Não é exatamente novidade, mas a confirmação partiu agora de um ex-integrante do próprio regime líbio, o que lhe dá mais força. Em uma entrevista publicada hoje pelo jornal árabe Al-Hayat, o ex-ministro líbio das Relações Exteriores Abdel Rahman Chalgham, que desertou quando era embaixador nas Nações Unidas, admitiu que a Líbia foi responsável pelo atentado contra um avião da companhia aérea francesa UTA, em 1989.
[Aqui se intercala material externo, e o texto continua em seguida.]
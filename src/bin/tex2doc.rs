//! CLI binary for tex2doc.
//!
//! A thin shim over the library crate that maps CLI flags
//! to a `ConversionRequest` + `ConversionConfig` and prints results.

use anyhow::{anyhow, Context, Result};
use clap::Parser;
use indicatif::{ProgressBar, ProgressStyle};
use serde::Serialize;
use std::io::{self, Write};
use std::path::PathBuf;
use std::sync::{Arc, Mutex};
use std::time::{Duration, Instant};
use tex2doc::{
    convert_async, convert_to_file, escape_latex, ConversionConfig, ConversionProgressCallback,
    ConversionRequest, ConversionStats, DestFormat, ProgressCallback, SourceFormat,
    DEFAULT_MAX_RUNS,
};
use tokio::io::AsyncReadExt;
use tracing_subscriber::EnvFilter;

// ── ANSI colour helpers (no extra deps) ──────────────────────────────────────

fn green(s: &str) -> String {
    format!("\x1b[32m{s}\x1b[0m")
}
fn red(s: &str) -> String {
    format!("\x1b[31m{s}\x1b[0m")
}
fn dim(s: &str) -> String {
    format!("\x1b[2m{s}\x1b[0m")
}
fn bold(s: &str) -> String {
    format!("\x1b[1m{s}\x1b[0m")
}
fn cyan(s: &str) -> String {
    format!("\x1b[36m{s}\x1b[0m")
}

const TICKS: &[&str] = &["⠋", "⠙", "⠹", "⠸", "⠼", "⠴", "⠦", "⠧", "⠇", "⠏", "⠿"];

// ── CLI progress callback using indicatif ────────────────────────────────────

/// Terminal progress callback: a spinner while the engine runs and one log
/// line per finished run.
struct CliProgressCallback {
    bar: ProgressBar,
    /// Wall-clock start of the current run.
    run_started: Mutex<Option<Instant>>,
}

impl CliProgressCallback {
    fn new() -> Arc<Self> {
        let bar = ProgressBar::new_spinner();
        let style = ProgressStyle::with_template(
            "{spinner:.cyan} {prefix:.bold}  {msg}  ⏱ {elapsed_precise}",
        )
        .unwrap_or_else(|_| ProgressStyle::default_spinner())
        .tick_strings(TICKS);

        bar.set_style(style);
        bar.set_prefix("Preparing");
        bar.set_message("Validating request…");
        bar.enable_steady_tick(Duration::from_millis(80));

        Arc::new(Self {
            bar,
            run_started: Mutex::new(None),
        })
    }

    fn run_elapsed_secs(&self) -> f64 {
        self.run_started
            .lock()
            .ok()
            .and_then(|mut started| started.take())
            .map(|t| t.elapsed().as_secs_f64())
            .unwrap_or(0.0)
    }
}

impl ConversionProgressCallback for CliProgressCallback {
    fn on_conversion_start(&self, engine: &str, max_runs: u32) {
        self.bar.set_prefix(engine.to_string());
        self.bar.println(format!(
            "{} {}",
            cyan("◆"),
            bold(&format!("Running {engine} (up to {max_runs} runs)…"))
        ));
    }

    fn on_run_start(&self, run: u32, max_runs: u32) {
        if let Ok(mut started) = self.run_started.lock() {
            *started = Some(Instant::now());
        }
        self.bar.set_message(format!("run {run}/{max_runs}"));
    }

    fn on_run_complete(&self, run: u32, max_runs: u32, stable: bool) {
        let elapsed = self.run_elapsed_secs();
        let state = if stable { "aux stable" } else { "aux changed" };
        self.bar.println(format!(
            "  {} Run {:>2}/{:<2}  {:<12}  {}",
            green("✓"),
            run,
            max_runs,
            dim(state),
            dim(&format!("{elapsed:.1}s")),
        ));
    }

    fn on_conversion_complete(&self, success: bool, runs: u32) {
        self.bar.finish_and_clear();
        if success {
            eprintln!("{} converged after {} runs", green("✔"), bold(&runs.to_string()));
        } else {
            eprintln!("{} failed after {} runs", red("✘"), bold(&runs.to_string()));
        }
    }
}

const AFTER_HELP: &str = r#"EXAMPLES:
  # LaTeX to PDF (stdout)
  tex2doc paper.tex > paper.pdf

  # Write to a file
  tex2doc paper.tex -o paper.pdf

  # Plain TeX to DVI
  tex2doc --from tex --to dvi story.tex -o story.dvi

  # Allow more passes for long bibliographies
  tex2doc --max-runs 8 thesis.tex -o thesis.pdf

  # Read the source from stdin
  cat letter.tex | tex2doc - -o letter.pdf

  # Escape plain text for inclusion in a LaTeX document
  echo '100% & $5_free' | tex2doc --escape-only -

  # JSON report (diagnostic + stats)
  tex2doc --json paper.tex -o paper.pdf

ENGINES:
  From    To    Engine
  ─────   ───   ────────
  tex     dvi   tex
  tex     pdf   pdftex
  latex   dvi   latex
  latex   pdf   pdflatex

  Engines are looked up on PATH and run in batch mode with shell escape
  disabled. The engine log is included in the diagnostic.

ENVIRONMENT VARIABLES:
  TMPDIR                  Base directory for scratch workspaces (default /tmp)
  TEX2DOC_OUTPUT          Default for --output
  TEX2DOC_FROM            Default for --from
  TEX2DOC_TO              Default for --to
  TEX2DOC_MAX_RUNS        Default for --max-runs
  TEX2DOC_TEMP_DIR        Default for --temp-dir (overrides TMPDIR)
  RUST_LOG                Tracing filter, e.g. tex2doc=debug
"#;

/// Compile TeX/LaTeX documents to DVI or PDF.
#[derive(Parser, Debug)]
#[command(
    name = "tex2doc",
    version,
    about = "Compile TeX/LaTeX documents to DVI or PDF",
    long_about = "Compile TeX or LaTeX sources to DVI or PDF. The engine is rerun until the \
auxiliary file stops changing, so cross-references, citations and tables of contents are \
resolved in the output. All work happens in a private temporary directory that is removed \
afterwards.",
    arg_required_else_help = true,
    color = clap::ColorChoice::Auto,
    after_long_help = AFTER_HELP
)]
struct Cli {
    /// Source file, or `-` for stdin.
    input: String,

    /// Write the document to this file instead of stdout.
    #[arg(short, long, env = "TEX2DOC_OUTPUT")]
    output: Option<PathBuf>,

    /// Source format.
    #[arg(long, env = "TEX2DOC_FROM", value_enum, default_value = "latex")]
    from: FromArg,

    /// Destination format.
    #[arg(long, env = "TEX2DOC_TO", value_enum, default_value = "pdf")]
    to: ToArg,

    /// Maximum engine runs (at least 2).
    #[arg(long, env = "TEX2DOC_MAX_RUNS", default_value_t = DEFAULT_MAX_RUNS,
          allow_negative_numbers = true)]
    max_runs: i32,

    /// Base directory for the scratch workspace.
    #[arg(long, env = "TEX2DOC_TEMP_DIR")]
    temp_dir: Option<PathBuf>,

    /// Print the input text escaped for LaTeX instead of converting it.
    #[arg(long)]
    escape_only: bool,

    /// Output a JSON report (diagnostic + stats) on stdout.
    #[arg(long, env = "TEX2DOC_JSON")]
    json: bool,

    /// Disable progress spinner.
    #[arg(long, env = "TEX2DOC_NO_PROGRESS")]
    no_progress: bool,

    /// Enable DEBUG-level tracing logs.
    #[arg(short, long, env = "TEX2DOC_VERBOSE")]
    verbose: bool,

    /// Suppress all output except errors.
    #[arg(short, long, env = "TEX2DOC_QUIET")]
    quiet: bool,
}

#[derive(clap::ValueEnum, Clone, Copy, Debug)]
enum FromArg {
    Tex,
    Latex,
}

impl From<FromArg> for SourceFormat {
    fn from(v: FromArg) -> Self {
        match v {
            FromArg::Tex => SourceFormat::Tex,
            FromArg::Latex => SourceFormat::Latex,
        }
    }
}

#[derive(clap::ValueEnum, Clone, Copy, Debug)]
enum ToArg {
    Dvi,
    Pdf,
}

impl From<ToArg> for DestFormat {
    fn from(v: ToArg) -> Self {
        match v {
            ToArg::Dvi => DestFormat::Dvi,
            ToArg::Pdf => DestFormat::Pdf,
        }
    }
}

/// Body of `--json`.
#[derive(Serialize)]
struct Report<'a> {
    success: bool,
    diagnostic: &'a str,
    output: Option<&'a PathBuf>,
    stats: &'a ConversionStats,
}

#[tokio::main]
async fn main() -> Result<()> {
    let cli = Cli::parse();

    // ── Logging setup ────────────────────────────────────────────────────
    // The spinner already reports each run; library INFO logs would
    // interleave with it.
    let show_progress = !cli.quiet && !cli.no_progress && !cli.json && !cli.escape_only;
    let filter = if cli.verbose {
        "debug"
    } else if cli.quiet || show_progress {
        "error"
    } else {
        "info"
    };

    tracing_subscriber::fmt()
        .with_env_filter(
            EnvFilter::try_from_default_env().unwrap_or_else(|_| EnvFilter::new(filter)),
        )
        .with_writer(io::stderr)
        .init();

    let source = read_input(&cli.input).await?;

    // ── Escape-only mode ─────────────────────────────────────────────────
    if cli.escape_only {
        let text = String::from_utf8(source).context("Input is not valid UTF-8")?;
        let mut handle = io::stdout().lock();
        handle
            .write_all(escape_latex(&text).as_bytes())
            .context("Failed to write to stdout")?;
        return Ok(());
    }

    // ── Build config ─────────────────────────────────────────────────────
    let progress_cb: Option<ProgressCallback> = if show_progress {
        Some(CliProgressCallback::new() as Arc<dyn ConversionProgressCallback>)
    } else {
        None
    };
    let config = build_config(&cli, progress_cb)?;
    let request = ConversionRequest::typed(source, cli.from.into(), cli.to.into(), cli.max_runs);

    // ── Run conversion ───────────────────────────────────────────────────
    if let (Some(output_path), false) = (cli.output.clone(), cli.json) {
        let written =
            tokio::task::spawn_blocking(move || convert_to_file(&request, &output_path, &config))
                .await
                .context("Conversion task panicked")?
                .context("Conversion failed")?;

        if cli.verbose {
            eprintln!("{}", written.diagnostic);
        }
        if !cli.quiet {
            let stats = &written.stats;
            eprintln!(
                "{}  {}  {}ms  →  {}",
                green("✔"),
                dim(written.diagnostic.lines().next().unwrap_or_default()),
                stats.total_duration_ms,
                bold(&written.path.display().to_string()),
            );
        }
        return Ok(());
    }

    let result = convert_async(request, config).await;

    if cli.json {
        if let (Some(bytes), Some(path)) = (&result.output, &cli.output) {
            tex2doc::write_file(path, bytes)
                .with_context(|| format!("Failed to write {}", path.display()))?;
        }
        let report = Report {
            success: result.is_success(),
            diagnostic: &result.diagnostic,
            output: cli.output.as_ref(),
            stats: &result.stats,
        };
        let json = serde_json::to_string_pretty(&report).context("Failed to serialise report")?;
        println!("{json}");
        if !result.is_success() {
            anyhow::bail!("Conversion failed");
        }
        return Ok(());
    }

    let Some(bytes) = result.output else {
        return Err(anyhow!(result.diagnostic)).context("Conversion failed");
    };

    let mut handle = io::stdout().lock();
    handle
        .write_all(&bytes)
        .and_then(|()| handle.flush())
        .context("Failed to write to stdout")?;

    if !cli.quiet && !show_progress {
        eprintln!(
            "Converted {} bytes into {} bytes after {} runs in {}ms",
            result.stats.source_bytes,
            result.stats.output_bytes,
            result.stats.runs,
            result.stats.total_duration_ms
        );
    }

    Ok(())
}

/// Read the whole source from a file, or from stdin for `-`.
async fn read_input(input: &str) -> Result<Vec<u8>> {
    if input == "-" {
        let mut buf = Vec::new();
        tokio::io::stdin()
            .read_to_end(&mut buf)
            .await
            .context("Failed to read source from stdin")?;
        return Ok(buf);
    }
    tokio::fs::read(input)
        .await
        .with_context(|| format!("Failed to read source from {input:?}"))
}

/// Map CLI args to `ConversionConfig`.
fn build_config(cli: &Cli, progress: Option<ProgressCallback>) -> Result<ConversionConfig> {
    let mut builder = ConversionConfig::builder();

    if let Some(ref dir) = cli.temp_dir {
        builder = builder.temp_dir(dir);
    }
    if let Some(cb) = progress {
        builder = builder.progress_callback(cb);
    }

    builder.build().context("Invalid configuration")
}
- Os serviços de inteligência líbios fizeram o avião explodir. Acreditavam que um dos líderes da oposição, Mohamad al-Megrief, encontrava-se a bordo, mas depois se descobriu que não estava - declarou Chalgham.
No dia 19 de setembro de 1989, um DC-10 da UTA que fazia o trajeto entre Brazzaville (Congo) e Paris, com escala em N'Djamena (Chade), caiu no Níger, matando as 170 pessoas a bordo, entre elas 54 franceses. Em 2009, um tribunal francês condenou à prisão perpétua e à revelia seis agentes líbios acusados da autoria do atentado, mas, oficialmente, a Líbia sempre negou que tivesse responsabilidade no caso.
No caso de outro atentado atribuído à Líbia de Muamar Kadafi, o de um avião da Pan Am que explodiu durante o voo sobre a cidade escocesa de Lockerbie, em 1988, com saldo de 270 mortos, o governo líbio aceitou em 2004 pagar US$ 170 milhões em indenizações às famílias das vítimas.